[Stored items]
// In-memory scheduling store
//
// Used when no DATABASE_URL is configured, and by the tests. The overlap
// check and the insert happen under one write lock, matching the exclusion
// constraint the Postgres schema enforces.

use async_trait::async_trait;
use chrono::{DateTime, NaiveDate, Utc};
use hvacpro_shared::{Customer, Job, JobStatus, JobWithDetails, Technician};
use rust_decimal::Decimal;
use std::collections::BTreeMap;
use tokio::sync::RwLock;

use super::{BookedInterval, NewJob, SchedulingStore, StorageError, StorageResult};

#[derive(Debug, Default)]
struct Tables {
    customers: BTreeMap<i64, Customer>,
    technicians: BTreeMap<i64, Technician>,
    jobs: BTreeMap<i64, Job>,
    last_id: i64,
}

impl Tables {
    fn next_id(&mut self) -> i64 {
        self.last_id += 1;
        self.last_id
    }

    fn details(&self, job: &Job) -> Option<JobWithDetails> {
        let customer = self.customers.get(&job.customer_id)?;
        Some(JobWithDetails {
            job: job.clone(),
            customer_name: customer.name.clone(),
            customer_address: customer.address.clone(),
            technician_name: job
                .technician_id
                .and_then(|id| self.technicians.get(&id))
                .map(|t| t.name.clone()),
        })
    }

    fn booked(job: &Job) -> Option<BookedInterval> {
        if job.status == JobStatus::Cancelled {
            return None;
        }
        Some(BookedInterval {
            technician_id: job.technician_id?,
            start: job.scheduled_time,
            duration_minutes: job.estimated_duration.max(0) as u32,
        })
    }
}

#[derive(Debug, Default)]
pub struct MemoryStore {
    tables: RwLock<Tables>,
}

impl MemoryStore {
    pub fn new() -> Self {
        Self::default()
    }

    /// The two customers and two technicians a fresh install starts with.
    pub async fn with_sample_data() -> Self {
        let store = Self::new();
        store
            .add_customer("John Smith", Some("123 Main St, Nashua, NH"), &["morning"])
            .await;
        store
            .add_customer("Sarah Johnson", Some("456 Oak Ave, Nashua, NH"), &["afternoon"])
            .await;
        store
            .add_technician("Bob Martinez", &["residential", "commercial"], Decimal::new(4500, 2), true)
            .await;
        store
            .add_technician("Lisa Chen", &["residential", "electrical"], Decimal::new(4000, 2), true)
            .await;
        store
    }

    pub async fn add_customer(&self, name: &str, address: Option<&str>, preferred_time: &[&str]) -> Customer {
        let mut tables = self.tables.write().await;
        let customer = Customer {
            id: tables.next_id(),
            name: name.to_string(),
            phone: None,
            email: None,
            address: address.map(str::to_string),
            notes: None,
            preferred_time: preferred_time.iter().map(|s| s.to_string()).collect(),
            created_at: Utc::now(),
        };
        tables.customers.insert(customer.id, customer.clone());
        customer
    }

    pub async fn add_technician(&self, name: &str, skills: &[&str], hourly_rate: Decimal, active: bool) -> Technician {
        let mut tables = self.tables.write().await;
        let technician = Technician {
            id: tables.next_id(),
            name: name.to_string(),
            phone: None,
            email: None,
            skills: skills.iter().map(|s| s.to_string()).collect(),
            hourly_rate,
            active,
            created_at: Utc::now(),
        };
        tables.technicians.insert(technician.id, technician.clone());
        technician
    }

    pub async fn job_count(&self) -> usize {
        self.tables.read().await.jobs.len()
    }

    fn set_status(tables: &mut Tables, id: i64, status: JobStatus) -> Option<&mut Job> {
        let job = tables.jobs.get_mut(&id)?;
        if job.status != JobStatus::Scheduled {
            return None;
        }
        job.status = status;
        Some(job)
    }
}

#[async_trait]
impl SchedulingStore for MemoryStore {
    async fn customer(&self, id: i64) -> StorageResult<Option<Customer>> {
        Ok(self.tables.read().await.customers.get(&id).cloned())
    }

    async fn customers(&self) -> StorageResult<Vec<Customer>> {
        let mut customers: Vec<Customer> = self.tables.read().await.customers.values().cloned().collect();
        customers.sort_by(|a, b| a.name.cmp(&b.name).then(a.id.cmp(&b.id)));
        Ok(customers)
    }

    async fn active_technicians(&self) -> StorageResult<Vec<Technician>> {
        Ok(self
            .tables
            .read()
            .await
            .technicians
            .values()
            .filter(|t| t.active)
            .cloned()
            .collect())
    }

    async fn booked_intervals(&self, date: NaiveDate) -> StorageResult<Vec<BookedInterval>> {
        Ok(self
            .tables
            .read()
            .await
            .jobs
            .values()
            .filter(|job| job.scheduled_date == date)
            .filter_map(Tables::booked)
            .collect())
    }

    async fn insert_job(&self, new_job: &NewJob) -> StorageResult<i64> {
        let mut tables = self.tables.write().await;

        if !tables.customers.contains_key(&new_job.customer_id) {
            return Err(StorageError::InvalidData(format!("customer {} does not exist", new_job.customer_id)));
        }
        if !tables.technicians.contains_key(&new_job.technician_id) {
            return Err(StorageError::InvalidData(format!("technician {} does not exist", new_job.technician_id)));
        }
        let duration = i32::try_from(new_job.estimated_duration)
            .map_err(|_| StorageError::InvalidData(format!("duration {} out of range", new_job.estimated_duration)))?;

        let wanted = new_job.window();
        let overlaps = tables
            .jobs
            .values()
            .filter(|job| job.scheduled_date == new_job.scheduled_date)
            .filter_map(Tables::booked)
            .any(|b| b.technician_id == new_job.technician_id && b.window().overlaps(&wanted));
        if overlaps {
            return Err(new_job.slot_taken());
        }

        let id = tables.next_id();
        tables.jobs.insert(
            id,
            Job {
                id,
                customer_id: new_job.customer_id,
                technician_id: Some(new_job.technician_id),
                job_type: new_job.job_type,
                priority: new_job.priority,
                scheduled_date: new_job.scheduled_date,
                scheduled_time: new_job.scheduled_time,
                estimated_duration: duration,
                status: JobStatus::Scheduled,
                notes: new_job.notes.clone(),
                job_value: Decimal::ZERO,
                completed_at: None,
                followup_sent: false,
                created_at: Utc::now(),
            },
        );
        Ok(id)
    }

    async fn job_with_details(&self, id: i64) -> StorageResult<Option<JobWithDetails>> {
        let tables = self.tables.read().await;
        Ok(tables.jobs.get(&id).and_then(|job| tables.details(job)))
    }

    async fn jobs_on(&self, date: NaiveDate) -> StorageResult<Vec<JobWithDetails>> {
        let tables = self.tables.read().await;
        let mut jobs: Vec<JobWithDetails> = tables
            .jobs
            .values()
            .filter(|job| job.scheduled_date == date)
            .filter_map(|job| tables.details(job))
            .collect();
        jobs.sort_by(|a, b| {
            a.job
                .scheduled_time
                .cmp(&b.job.scheduled_time)
                .then(a.job.id.cmp(&b.job.id))
        });
        Ok(jobs)
    }

    async fn completed_revenue_since(&self, since: DateTime<Utc>) -> StorageResult<Decimal> {
        Ok(self
            .tables
            .read()
            .await
            .jobs
            .values()
            .filter(|job| job.status == JobStatus::Completed && job.completed_at.is_some_and(|at| at >= since))
            .map(|job| job.job_value)
            .sum())
    }

    async fn completed_count_since(&self, since: DateTime<Utc>) -> StorageResult<i64> {
        Ok(self
            .tables
            .read()
            .await
            .jobs
            .values()
            .filter(|job| job.status == JobStatus::Completed && job.completed_at.is_some_and(|at| at >= since))
            .count() as i64)
    }

    async fn complete_job(
        &self,
        id: i64,
        job_value: Decimal,
        completed_at: DateTime<Utc>,
    ) -> StorageResult<bool> {
        let mut tables = self.tables.write().await;
        Ok(match Self::set_status(&mut tables, id, JobStatus::Completed) {
            Some(job) => {
                job.job_value = job_value;
                job.completed_at = Some(completed_at);
                true
            }
            None => false,
        })
    }

    async fn cancel_job(&self, id: i64) -> StorageResult<bool> {
        let mut tables = self.tables.write().await;
        Ok(Self::set_status(&mut tables, id, JobStatus::Cancelled).is_some())
    }
}
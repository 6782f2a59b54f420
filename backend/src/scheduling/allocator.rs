// Job allocator - commits a chosen slot as a scheduled job

use hvacpro_shared::JobWithDetails;
use std::sync::Arc;
use tracing::{info, warn};

use crate::store::{NewJob, SchedulingStore, StorageError, StorageResult};

#[derive(Debug, Clone)]
pub enum Allocation {
    Committed(JobWithDetails),
    /// Someone else booked an overlapping interval first; nothing was written.
    Conflict,
}

#[derive(Clone)]
pub struct JobAllocator {
    store: Arc<dyn SchedulingStore>,
}

impl JobAllocator {
    pub fn new(store: Arc<dyn SchedulingStore>) -> Self {
        Self { store }
    }

    pub async fn allocate(&self, job: &NewJob) -> StorageResult<Allocation> {
        let id = match self.store.insert_job(job).await {
            Ok(id) => id,
            Err(StorageError::SlotTaken { technician_id, date, time }) => {
                warn!(technician_id, %date, %time, "Slot taken before commit");
                return Ok(Allocation::Conflict);
            }
            Err(e) => return Err(e),
        };

        let details = self
            .store
            .job_with_details(id)
            .await?
            .ok_or_else(|| StorageError::InvalidData(format!("job {} missing after insert", id)))?;

        info!(
            job_id = id,
            technician_id = job.technician_id,
            date = %job.scheduled_date,
            time = %job.scheduled_time,
            "Job scheduled"
        );

        Ok(Allocation::Committed(details))
    }
}
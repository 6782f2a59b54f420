use axum::{
    extract::{Path, Query, State},
    http::StatusCode,
    response::Json,
    routing::{get, post},
    Router,
};
use chrono::NaiveDate;
use hvacpro_shared::{Customer, JobType, JobWithDetails, Technician};
use rust_decimal::Decimal;
use serde::{Deserialize, Serialize};
use std::sync::Arc;
use validator::Validate;

use crate::error::validation_error;
use crate::scheduling::{OpenSlot, ScheduleOutcome, ScheduleRequest};
use crate::{ApiError, ApiResult, AppError, AppState};

/// Query parameters for date-scoped listings
#[derive(Debug, Clone, Deserialize, Default)]
pub struct DateQuery {
    /// Defaults to today
    pub date: Option<NaiveDate>,
}

#[derive(Debug, Clone, Deserialize)]
pub struct AvailabilityQuery {
    pub date: NaiveDate,
    pub job_type: JobType,
}

#[derive(Debug, Serialize)]
pub struct AvailabilityResponse {
    pub date: NaiveDate,
    pub duration_minutes: u32,
    pub slots: Vec<OpenSlot>,
}

#[derive(Debug, Deserialize)]
pub struct CompleteJobRequest {
    pub job_value: Decimal,
}

pub fn schedule_routes() -> Router<Arc<AppState>> {
    Router::new()
        .route("/jobs", get(list_jobs).post(schedule_job))
        .route("/availability", get(availability))
        .route("/customers", get(list_customers))
        .route("/technicians", get(list_technicians))
}

pub fn job_routes() -> Router<Arc<AppState>> {
    Router::new()
        .route("/:id/complete", post(complete_job))
        .route("/:id/cancel", post(cancel_job))
}

/// Auto-schedule a job at the first free slot
async fn schedule_job(
    State(state): State<Arc<AppState>>,
    Json(request): Json<ScheduleRequest>,
) -> ApiResult<(StatusCode, Json<JobWithDetails>)> {
    request.validate()?;

    match state.scheduler.auto_schedule_job(request).await? {
        ScheduleOutcome::Scheduled(job) => Ok((StatusCode::CREATED, Json(job))),
        ScheduleOutcome::Unschedulable(reason) => Err(AppError::Unschedulable(reason)),
    }
}

async fn list_jobs(
    State(state): State<Arc<AppState>>,
    Query(params): Query<DateQuery>,
) -> ApiResult<Json<Vec<JobWithDetails>>> {
    let date = params.date.unwrap_or_else(|| state.scheduler.today());
    Ok(Json(state.scheduler.jobs_by_date(date).await?))
}

/// Open start times for a job type on one date, across all active technicians
async fn availability(
    State(state): State<Arc<AppState>>,
    Query(params): Query<AvailabilityQuery>,
) -> ApiResult<Json<AvailabilityResponse>> {
    let duration_minutes = *state.scheduler.config().durations.get(params.job_type);
    let slots = state
        .scheduler
        .available_slots(params.date, duration_minutes)
        .await?;

    Ok(Json(AvailabilityResponse {
        date: params.date,
        duration_minutes,
        slots,
    }))
}

async fn list_customers(State(state): State<Arc<AppState>>) -> ApiResult<Json<Vec<Customer>>> {
    Ok(Json(state.scheduler.customers().await?))
}

async fn list_technicians(State(state): State<Arc<AppState>>) -> ApiResult<Json<Vec<Technician>>> {
    Ok(Json(state.scheduler.active_technicians().await?))
}

async fn complete_job(
    State(state): State<Arc<AppState>>,
    Path(id): Path<i64>,
    Json(request): Json<CompleteJobRequest>,
) -> ApiResult<StatusCode> {
    if request.job_value.is_sign_negative() {
        return Err(validation_error("job_value", "job_value cannot be negative"));
    }

    if state.scheduler.complete_job(id, request.job_value).await? {
        Ok(StatusCode::NO_CONTENT)
    } else {
        Err(not_scheduled(&state, id).await)
    }
}

async fn cancel_job(
    State(state): State<Arc<AppState>>,
    Path(id): Path<i64>,
) -> ApiResult<StatusCode> {
    if state.scheduler.cancel_job(id).await? {
        Ok(StatusCode::NO_CONTENT)
    } else {
        Err(not_scheduled(&state, id).await)
    }
}

/// A lifecycle transition was refused: either the job is missing or it already
/// reached a terminal status.
async fn not_scheduled(state: &AppState, id: i64) -> AppError {
    match state.scheduler.job(id).await {
        Ok(Some(_)) => ApiError::conflict(format!("Job {} is not in scheduled status", id)),
        Ok(None) => ApiError::not_found("Job"),
        Err(e) => e.into(),
    }
}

** Work request **
In the entries above, some lines may contain the string "JobType"; report how many, without additional comment.

** Expected answer **
2